Within Data Science and ML, linear algebra is a field of mathematics that is very helpful. In machine learning, linear algebra is perhaps the most crucial math concept. The vast majority of machine learning models may be written as matrices. A matrix is a common way to represent a dataset. The preprocessing, transformation, and assessment of data and models require linear algebra.

A study of linear algebra may involve the following:

  • Vectors
  • Matrices
  • Transpose of a matrix
  • The inverse of a matrix
  • Determinant of a matrix
  • Trace of a matrix
  • Dot product
  • Eigenvalues
  • Eigenvectors

Why learn Linear Algebra in Data Science?

One of the fundamental building elements of Data Science is linear algebra.
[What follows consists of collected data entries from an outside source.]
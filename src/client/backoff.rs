// Exponential reconnect backoff with jitter

use rand::Rng;
use std::time::Duration;

/// delay = min(cap, base * 2^attempt) + jitter. The attempt counter resets
/// only on a successful connection.
#[derive(Debug)]
pub struct Backoff {
    base: Duration,
    cap: Duration,
    attempt: u32,
}

impl Backoff {
    pub fn new(base: Duration, cap: Duration) -> Self {
        debug_assert!(base <= cap);
        Self {
            base,
            cap,
            attempt: 0,
        }
    }

    /// Deterministic component of the next delay, before jitter.
    pub fn base_delay(&self) -> Duration {
        self.base
            .saturating_mul(2u32.saturating_pow(self.attempt))
            .min(self.cap)
    }

    /// Next delay, advancing the attempt counter. Jitter is uniform over
    /// one base unit so simultaneous reconnects spread out.
    pub fn next_delay(&mut self) -> Duration {
        let delay = self.base_delay();
        self.attempt = self.attempt.saturating_add(1);
        let jitter_ms = rand::rng().random_range(0..=self.base.as_millis() as u64);
        delay + Duration::from_millis(jitter_ms)
    }

    pub fn reset(&mut self) {
        self.attempt = 0;
    }

    pub fn attempt(&self) -> u32 {
        self.attempt
    }
}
Without a solid foundation, you cannot erect a skyscraper, can you? Try to picture this example:

You wish to use Principal Component Analysis to minimize the dimensionality of your data (PCA). If you were unsure of how it would impact your data, how would you choose how many Principal Components to keep? Obviously, in order to make this choice, you must be familiar with the workings of the algorithm.

You will be able to gain a better sense for ML and deep learning algorithms and stop treating them as mysterious black boxes if you have a working knowledge of linear algebra. This would enable you to select suitable hyperparameters and create a more accurate model. Additionally, you would be able to develop original algorithms and algorithmic modifications.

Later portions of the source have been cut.